OP46 – 2969: Novel phenotypes of childhood encephalomyopathies with mitochondrial DNA depletion or deletions.

Objective To study the clinical manifestations and occurrence of mtDNA depletion and deletions in paediatric patients with neuromuscular diseases, in order to estimate the role of mtDNA rearrangements in pathogenesis of these diseases and to identify novel clinical phenotypes associated with mtDNA depletion or deletions. Methods Muscle DNA samples from patients presenting with undefined encephalomyopathies or myopathies were analysed for mtDNA content by quantitative real-time PCR and for deletions by long-range PCR. Direct sequencing of mtDNA maintenance genes and whole-exome sequencing were used to study the genetic aetiologies of diseases. Clinical and laboratory findings were collected. Results Muscle samples were obtained from 104 paediatric patients with neuromuscular diseases. MtDNA depletion was found in three patients with severe early-onset encephalomyopathy or myopathy Two of these patients presented with novel types of mitochondrial DNA depletion syndromes associated with increased serum creatine kinase and multiorgan disease without mutations in any of the known mtDNA maintenance genes; muscle electron micrograph of one patient revealed disordered myofibrillar structure, pathological endoplasmic reticulum membranes and accumulation of glycogen and extracellular collagen fibres.
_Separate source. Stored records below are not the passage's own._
//! Bearer token extraction. Tokens are forwarded upstream and never stored;
//! sessions are keyed by their digest.

use axum::{
    extract::FromRequestParts,
    http::{header::AUTHORIZATION, request::Parts},
};
use sha2::{Digest, Sha256};
use std::fmt;

use crate::error::ApiError;

/// The caller's brokerage API token, taken from `Authorization: Bearer ...`.
#[derive(Clone)]
pub struct BearerToken(String);

impl BearerToken {
    pub fn as_str(&self) -> &str {
        &self.0
    }

    pub fn session_key(&self) -> SessionKey {
        SessionKey::from_token(&self.0)
    }
}

impl fmt::Debug for BearerToken {
    fn fmt(&self, f: &mut fmt::Formatter<'_>) -> fmt::Result {
        f.write_str("BearerToken(***)")
    }
}

impl<S> FromRequestParts<S> for BearerToken
where
    S: Send + Sync,
{
    type Rejection = ApiError;

    async fn from_request_parts(parts: &mut Parts, _state: &S) -> Result<Self, Self::Rejection> {
        let header = parts
            .headers
            .get(AUTHORIZATION)
            .and_then(|value| value.to_str().ok())
            .ok_or_else(|| ApiError::Unauthorized("Missing bearer token".to_string()))?;
        let token = header
            .strip_prefix("Bearer ")
            .or_else(|| header.strip_prefix("bearer "))
            .map(str::trim)
            .filter(|t| !t.is_empty())
            .ok_or_else(|| ApiError::Unauthorized("Missing bearer token".to_string()))?;
        Ok(BearerToken(token.to_string()))
    }
}

/// SHA-256 of a bearer token.
#[derive(Clone, Copy, PartialEq, Eq, Hash)]
pub struct SessionKey([u8; 32]);

impl SessionKey {
    pub fn from_token(token: &str) -> Self {
        Self(Sha256::digest(token.as_bytes()).into())
    }
}

impl fmt::Debug for SessionKey {
    fn fmt(&self, f: &mut fmt::Formatter<'_>) -> fmt::Result {
        // first four bytes only
        write!(f, "SessionKey(")?;
        for byte in &self.0[..4] {
            write!(f, "{:02x}", byte)?;
        }
        write!(f, ")")
    }
}
use rust_decimal::Decimal;

use super::{HistoryRow, HistoryTable, ReturnPoint};
use crate::constants::PERCENT_DECIMAL_PRECISION;

/// Period-over-period returns of a reconciled series, in percent.
///
/// A return exists only when both the value and its predecessor are observed
/// and the predecessor is non-zero. Otherwise the return is `None` ("no data"),
/// which is distinct from a real 0% return.
pub fn build_returns(values: &[Option<Decimal>]) -> Vec<ReturnPoint> {
    values
        .iter()
        .enumerate()
        .map(|(i, value)| {
            let previous = if i == 0 { None } else { values[i - 1] };
            let return_pct = match (*value, previous) {
                (Some(current), Some(previous)) => period_return_pct(current, previous),
                _ => None,
            };
            ReturnPoint {
                value: *value,
                return_pct,
            }
        })
        .collect()
}

fn period_return_pct(current: Decimal, previous: Decimal) -> Option<Decimal> {
    (current - previous)
        .checked_div(previous)
        .and_then(|ratio| ratio.checked_mul(Decimal::ONE_HUNDRED))
        .map(|pct| pct.round_dp(PERCENT_DECIMAL_PRECISION))
}

impl HistoryTable {
    /// One row per label; labels and values must be aligned.
    pub fn from_series(labels: &[String], values: &[Option<Decimal>]) -> Self {
        let rows = labels
            .iter()
            .zip(build_returns(values))
            .map(|(label, point)| HistoryRow {
                label: label.clone(),
                value: point.value,
                return_pct: point.return_pct,
            })
            .collect();
        Self { rows }
    }

    /// The last `count` rows.
    pub fn recent(&self, count: usize) -> &[HistoryRow] {
        let start = self.rows.len().saturating_sub(count);
        &self.rows[start..]
    }

    /// Whether showing `count` rows hides older ones.
    pub fn is_truncated(&self, count: usize) -> bool {
        self.rows.len() > count
    }

    pub fn len(&self) -> usize {
        self.rows.len()
    }

    pub fn is_empty(&self) -> bool {
        self.rows.is_empty()
    }
}
use log::debug;
use rust_decimal::Decimal;

use super::ComponentSeries;
use crate::portfolio::snapshot::Component;

/// Splits the portfolio value series across components by weight.
///
/// Each component gets `series[i] * weight` at every position, with `None`
/// kept wherever the portfolio series is `None`. Every component is returned,
/// including those whose series ends up entirely unobserved.
pub fn decompose(components: &[Component], series: &[Option<Decimal>]) -> Vec<ComponentSeries> {
    components
        .iter()
        .map(|component| {
            let values = series
                .iter()
                .map(|value| value.and_then(|v| v.checked_mul(component.weight)))
                .collect();
            let decomposed = ComponentSeries {
                name: component.name.clone(),
                color: component.color.clone(),
                weight: component.weight,
                values,
            };
            if !decomposed.has_observations() {
                debug!("Component '{}' has no observed values", component.name);
            }
            decomposed
        })
        .collect()
}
The third patient with mtDNA depletion and severe myopathy was diagnosed with merosine-deficient muscular dystrophy caused by a homozygous mutation in the LAMA2 gene. Two patients with an early-onset Kearns-Sayre/Pearson-like phenotype harboured a large-scale mtDNA deletion, minor multiple deletions and high mtDNA content (4.9 and 6.9-fold increase relative to the median of age-matched controls). Conclusion We describe two novel early-onset phenotypes associated with mtDNA depletion, one of them presenting with pathologic endoplasmic reticulum membranes. Furthermore, mtDNA depletion can be a secondary finding in hereditary muscular dystrophy. We suggest that a large-scale mtDNA deletion, minor multiple deletions and high mtDNA content associated with Kearns-Sayre/Pearson syndromes may be secondary changes caused by mutations in an unknown nuclear gene. [ABSTRACT FROM AUTHOR]